_Task statement:_ Look through the data below for the string "engine", and copy every line where it turns up.

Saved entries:
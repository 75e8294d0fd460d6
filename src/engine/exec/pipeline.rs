use std::fmt;
use std::sync::Arc;

use crate::engine::plugin::{FilterPlugin, InputPlugin, OutputPlugin, PluginError};
use crate::shared::config::ConfigSource;

/// Resolved plugins of one transfer together with their configuration.
#[derive(Clone)]
pub struct Pipeline {
    input: Arc<dyn InputPlugin>,
    input_config: ConfigSource,
    filters: Vec<(Arc<dyn FilterPlugin>, ConfigSource)>,
    output: Arc<dyn OutputPlugin>,
    output_config: ConfigSource,
}

impl Pipeline {
    pub fn new(
        input: Arc<dyn InputPlugin>,
        input_config: ConfigSource,
        output: Arc<dyn OutputPlugin>,
        output_config: ConfigSource,
    ) -> Self {
        Self {
            input,
            input_config,
            filters: Vec::new(),
            output,
            output_config,
        }
    }

    /// Splits a pipeline document into its `in`, `filters` and `out` sections.
    /// `filters` must hold one plugin per entry of the `filters` list.
    pub fn from_config(
        config: &ConfigSource,
        input: Arc<dyn InputPlugin>,
        filters: Vec<Arc<dyn FilterPlugin>>,
        output: Arc<dyn OutputPlugin>,
    ) -> Result<Self, PluginError> {
        let input_config = config.nested("in")?;
        let output_config = config.nested("out")?;
        let filter_configs: Vec<ConfigSource> = config.get_or("filters", Vec::new())?;
        if filter_configs.len() != filters.len() {
            return Err(PluginError::config(format!(
                "{} filter sections configured but {} filter plugins supplied",
                filter_configs.len(),
                filters.len()
            )));
        }

        let mut pipeline = Self::new(input, input_config, output, output_config);
        pipeline.filters = filters.into_iter().zip(filter_configs).collect();
        Ok(pipeline)
    }

    pub fn with_filter(mut self, filter: Arc<dyn FilterPlugin>, config: ConfigSource) -> Self {
        self.filters.push((filter, config));
        self
    }

    pub fn input(&self) -> &Arc<dyn InputPlugin> {
        &self.input
    }

    pub fn input_config(&self) -> &ConfigSource {
        &self.input_config
    }

    pub fn filters(&self) -> &[(Arc<dyn FilterPlugin>, ConfigSource)] {
        &self.filters
    }

    pub fn filter_plugins(&self) -> Vec<Arc<dyn FilterPlugin>> {
        self.filters.iter().map(|(p, _)| Arc::clone(p)).collect()
    }

    pub fn output(&self) -> &Arc<dyn OutputPlugin> {
        &self.output
    }

    pub fn output_config(&self) -> &ConfigSource {
        &self.output_config
    }
}

impl fmt::Debug for Pipeline {
    fn fmt(&self, f: &mut fmt::Formatter<'_>) -> fmt::Result {
        let filters: Vec<&str> = self.filters.iter().map(|(p, _)| p.name()).collect();
        f.debug_struct("Pipeline")
            .field("input", &self.input.name())
            .field("filters", &filters)
            .field("output", &self.output.name())
            .finish()
    }
}
use crate::engine::exec::ExecSession;
use crate::engine::page::PageOutput;
use crate::engine::types::Schema;
use crate::shared::config::{ConfigDiff, ConfigSource, TaskReport, TaskSource};

use super::PluginError;

/// Outcome of input negotiation: what every partition receives.
#[derive(Debug, Clone, PartialEq)]
pub struct InputTransaction {
    pub task: TaskSource,
    pub schema: Schema,
    pub task_count: usize,
}

impl InputTransaction {
    pub fn new(task: TaskSource, schema: Schema, task_count: usize) -> Self {
        Self {
            task,
            schema,
            task_count,
        }
    }
}

/// Source side of a pipeline.
pub trait InputPlugin: Send + Sync {
    fn name(&self) -> &str;

    /// Inspects `config` and decides the task source, schema and partition count.
    fn transaction(&self, config: &ConfigSource) -> Result<InputTransaction, PluginError>;

    /// Re-enters a previously negotiated transaction.
    fn resume(
        &self,
        _task: &TaskSource,
        _schema: &Schema,
        _task_count: usize,
    ) -> Result<(), PluginError> {
        Err(PluginError::ResumeUnsupported(self.name().to_string()))
    }

    /// Emits every record of partition `task_index` into `output`.
    ///
    /// `finish` and `close` on `output` are absorbed; the stream ends when
    /// `run` returns `Ok`.
    fn run(
        &self,
        session: &ExecSession,
        task: &TaskSource,
        schema: &Schema,
        task_index: usize,
        output: &mut dyn PageOutput,
    ) -> Result<TaskReport, PluginError>;

    /// Called once every partition committed. `reports` is in partition order.
    fn commit(
        &self,
        _task: &TaskSource,
        _schema: &Schema,
        _task_count: usize,
        _reports: &[TaskReport],
    ) -> Result<ConfigDiff, PluginError> {
        Ok(ConfigDiff::new())
    }

    /// Called after every run with the reports of the committed partitions.
    fn cleanup(
        &self,
        _task: &TaskSource,
        _schema: &Schema,
        _task_count: usize,
        _successful: &[TaskReport],
    ) -> Result<(), PluginError> {
        Ok(())
    }
}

_Answer to this task:_
filename src/engine/exec/pipeline.rs
use crate::engine::plugin::{FilterPlugin, InputPlugin, OutputPlugin, PluginError};
use crate::engine::exec::ExecSession;
use crate::engine::page::PageOutput;
use crate::engine::types::Schema;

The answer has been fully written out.